►
/*
 * Responsibility
 * - 環境変数や設定の読み込み (DATABASE_URL, TOKEN_SECRET など)
 * - 設定値のバリデーション (不足なら起動失敗)
 */
use std::fmt;
use std::net::SocketAddr;
use std::str::FromStr;

#[derive(Debug, Clone, Copy, PartialEq, Eq)]
pub enum AppEnv {
    Development,
    Production,
}

impl AppEnv {
    fn parse(raw: Option<String>) -> Self {
        match raw
            .unwrap_or_else(|| "development".to_string())
            .to_ascii_lowercase()
            .as_str()
        {
            "production" | "prod" => Self::Production,
            _ => Self::Development,
        }
    }
}

#[derive(Debug, PartialEq, Eq)]
pub enum ConfigError {
    Missing(&'static str),
    Invalid(&'static str),
}

impl fmt::Display for ConfigError {
    fn fmt(&self, f: &mut fmt::Formatter<'_>) -> fmt::Result {
        match self {
            ConfigError::Missing(key) => write!(f, "missing configuration: {}", key),
            ConfigError::Invalid(key) => write!(f, "invalid configuration: {}", key),
        }
    }
}

impl std::error::Error for ConfigError {}

#[derive(Clone)]
pub struct Config {
    pub addr: SocketAddr,
    pub app_env: AppEnv,

    pub database_url: String,
    pub database_max_connections: u32,

    // HS256 shared secret used for every access token
    pub token_secret: String,
    pub token_leeway_seconds: u64,
}

impl fmt::Debug for Config {
    fn fmt(&self, f: &mut fmt::Formatter<'_>) -> fmt::Result {
        // Do not print secrets (token secret / db credentials)
        f.debug_struct("Config")
            .field("addr", &self.addr)
            .field("app_env", &self.app_env)
            .field("database_max_connections", &self.database_max_connections)
            .field("token_leeway_seconds", &self.token_leeway_seconds)
            .finish_non_exhaustive()
    }
}

impl Config {
    pub fn from_env() -> Result<Self, ConfigError> {
        dotenvy::dotenv().ok();
        Self::from_lookup(|key| std::env::var(key).ok())
    }

    /// Build a `Config` from an arbitrary key lookup.
    ///
    /// `from_env` passes `std::env::var`; tests pass a map.
    pub fn from_lookup<F>(lookup: F) -> Result<Self, ConfigError>
    where
        F: Fn(&str) -> Option<String>,
    {
        let port: u16 = match lookup("PORT") {
            Some(raw) => raw.trim().parse().map_err(|_| ConfigError::Invalid("PORT"))?,
            None => 3000,
        };

        let addr: SocketAddr = SocketAddr::from_str(&format!("0.0.0.0:{}", port))
            .map_err(|_| ConfigError::Invalid("PORT"))?;

        let app_env = AppEnv::parse(lookup("APP_ENV"));

        let database_url = lookup("DATABASE_URL").ok_or(ConfigError::Missing("DATABASE_URL"))?;

        let database_max_connections: u32 = match lookup("DATABASE_MAX_CONNECTIONS") {
            Some(raw) => raw
                .trim()
                .parse::<u32>()
                .ok()
                .filter(|n| *n > 0)
                .ok_or(ConfigError::Invalid("DATABASE_MAX_CONNECTIONS"))?,
            None => 5,
        };

        let token_secret = lookup("TOKEN_SECRET").ok_or(ConfigError::Missing("TOKEN_SECRET"))?;
        if token_secret.trim().is_empty() {
            return Err(ConfigError::Invalid("TOKEN_SECRET"));
        }

        let token_leeway_seconds: u64 = match lookup("TOKEN_LEEWAY_SECONDS") {
            Some(raw) => raw
                .trim()
                .parse::<u64>()
                .map_err(|_| ConfigError::Invalid("TOKEN_LEEWAY_SECONDS"))?,
            None => 0,
        };

        Ok(Self {
            addr,
            app_env,
            database_url,
            database_max_connections,
            token_secret,
            token_leeway_seconds,
        })
    }
}

#[cfg(test)]
mod tests {
    use std::collections::HashMap;

    use super::*;

    fn lookup_from(pairs: &[(&str, &str)]) -> impl Fn(&str) -> Option<String> {
        let map: HashMap<String, String> = pairs
            .iter()
            .map(|(k, v)| (k.to_string(), v.to_string()))
            .collect();
        move |key: &str| map.get(key).cloned()
    }

    #[test]
    fn defaults_apply_when_optional_keys_are_absent() {
        let config = Config::from_lookup(lookup_from(&[
            ("DATABASE_URL", "postgres://localhost/app"),
            ("TOKEN_SECRET", "s3cret"),
        ]))
        .unwrap();

        assert_eq!(config.addr.port(), 3000);
        assert_eq!(config.app_env, AppEnv::Development);
        assert_eq!(config.database_max_connections, 5);
        assert_eq!(config.token_leeway_seconds, 0);
        assert_eq!(config.token_secret, "s3cret");
    }

    #[test]
    fn missing_secret_fails_startup() {
        let err = Config::from_lookup(lookup_from(&[(
            "DATABASE_URL",
            "postgres://localhost/app",
        )]))
        .unwrap_err();

        assert_eq!(err, ConfigError::Missing("TOKEN_SECRET"));
    }

    #[test]
    fn blank_secret_is_invalid() {
        let err = Config::from_lookup(lookup_from(&[
            ("DATABASE_URL", "postgres://localhost/app"),
            ("TOKEN_SECRET", "   "),
        ]))
        .unwrap_err();

        assert_eq!(err, ConfigError::Invalid("TOKEN_SECRET"));
    }

    #[test]
    fn bad_port_is_invalid() {
        let err = Config::from_lookup(lookup_from(&[
            ("PORT", "http"),
            ("DATABASE_URL", "postgres://localhost/app"),
            ("TOKEN_SECRET", "s3cret"),
        ]))
        .unwrap_err();

        assert_eq!(err, ConfigError::Invalid("PORT"));
    }

    #[test]
    fn bad_numeric_settings_are_invalid() {
        let cases = [
            ("DATABASE_MAX_CONNECTIONS", "many"),
            ("DATABASE_MAX_CONNECTIONS", "0"),
            ("TOKEN_LEEWAY_SECONDS", "-5"),
            ("TOKEN_LEEWAY_SECONDS", "1m"),
        ];

        for (key, value) in cases {
            let err = Config::from_lookup(lookup_from(&[
                (key, value),
                ("DATABASE_URL", "postgres://localhost/app"),
                ("TOKEN_SECRET", "s3cret"),
            ]))
            .unwrap_err();

            assert_eq!(err, ConfigError::Invalid(key), "{key}={value}");
        }
    }

    #[test]
    fn numeric_settings_are_parsed() {
        let config = Config::from_lookup(lookup_from(&[
            ("DATABASE_MAX_CONNECTIONS", "20"),
            ("TOKEN_LEEWAY_SECONDS", " 30 "),
            ("DATABASE_URL", "postgres://localhost/app"),
            ("TOKEN_SECRET", "s3cret"),
        ]))
        .unwrap();

        assert_eq!(config.database_max_connections, 20);
        assert_eq!(config.token_leeway_seconds, 30);
    }

    #[test]
    fn production_aliases_are_recognised() {
        let config = Config::from_lookup(lookup_from(&[
            ("APP_ENV", "PROD"),
            ("DATABASE_URL", "postgres://localhost/app"),
            ("TOKEN_SECRET", "s3cret"),
        ]))
        .unwrap();

        assert_eq!(config.app_env, AppEnv::Production);
    }

    #[test]
    fn debug_output_hides_the_secret() {
        let config = Config::from_lookup(lookup_from(&[
            ("DATABASE_URL", "postgres://user:pw@localhost/app"),
            ("TOKEN_SECRET", "s3cret"),
        ]))
        .unwrap();

        let printed = format!("{config:?}");
        assert!(!printed.contains("s3cret"));
        assert!(!printed.contains("pw@"));
    }
}
//! Branch references resolved from scheduler branch URLs.

use super::ports::BranchStoreError;
use crate::jobs::domain::TargetBranch;
use camino::Utf8PathBuf;
use std::fmt;

/// Location of an import's mirror inside the branch store.
///
/// Always a three-segment `owner/project/branch` relative path.
#[derive(Debug, Clone, PartialEq, Eq, Hash)]
pub struct ImportBranchRef(TargetBranch);

impl ImportBranchRef {
    /// Wraps an already validated target branch.
    #[must_use]
    pub const fn from_target(target: TargetBranch) -> Self {
        Self(target)
    }

    /// Resolves a branch URL handed out by the scheduler against the branch
    /// store base URL.
    ///
    /// # Errors
    ///
    /// Returns [`BranchStoreError::OutsideBaseUrl`] when `branch_url` is not
    /// below `base_url` and [`BranchStoreError::InvalidBranchPath`] when the
    /// remainder is not a three-segment path.
    pub fn from_branch_url(base_url: &str, branch_url: &str) -> Result<Self, BranchStoreError> {
        let base = base_url.trim_end_matches('/');
        let relative = branch_url
            .strip_prefix(base)
            .and_then(|rest| rest.strip_prefix('/'))
            .ok_or_else(|| BranchStoreError::OutsideBaseUrl {
                url: branch_url.to_owned(),
                base: base.to_owned(),
            })?;
        if relative.starts_with('~') {
            return Err(BranchStoreError::InvalidBranchPath(relative.to_owned()));
        }
        TargetBranch::new(relative)
            .map(Self)
            .map_err(|_| BranchStoreError::InvalidBranchPath(relative.to_owned()))
    }

    /// Returns the target branch.
    #[must_use]
    pub const fn target(&self) -> &TargetBranch {
        &self.0
    }

    /// Returns the path of the mirror relative to the store root.
    #[must_use]
    pub fn relative_path(&self) -> Utf8PathBuf {
        Utf8PathBuf::from(self.0.as_str())
    }
}

impl fmt::Display for ImportBranchRef {
    fn fmt(&self, formatter: &mut fmt::Formatter<'_>) -> fmt::Result {
        fmt::Display::fmt(&self.0, formatter)
    }
}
◄
> **Work to be completed**: Set down each line exactly as it appears, starting at the top of the data and ending at the line containing "fn parse(raw: Option<String>)", and include no other lines.

> **Your response**:
/*
 * Responsibility
 * - 環境変数や設定の読み込み (DATABASE_URL, TOKEN_SECRET など)
 * - 設定値のバリデーション (不足なら起動失敗)
 */
use std::fmt;
use std::net::SocketAddr;
use std::str::FromStr;

#[derive(Debug, Clone, Copy, PartialEq, Eq)]
pub enum AppEnv {
    Development,
    Production,
}

impl AppEnv {
    fn parse(raw: Option<String>) -> Self {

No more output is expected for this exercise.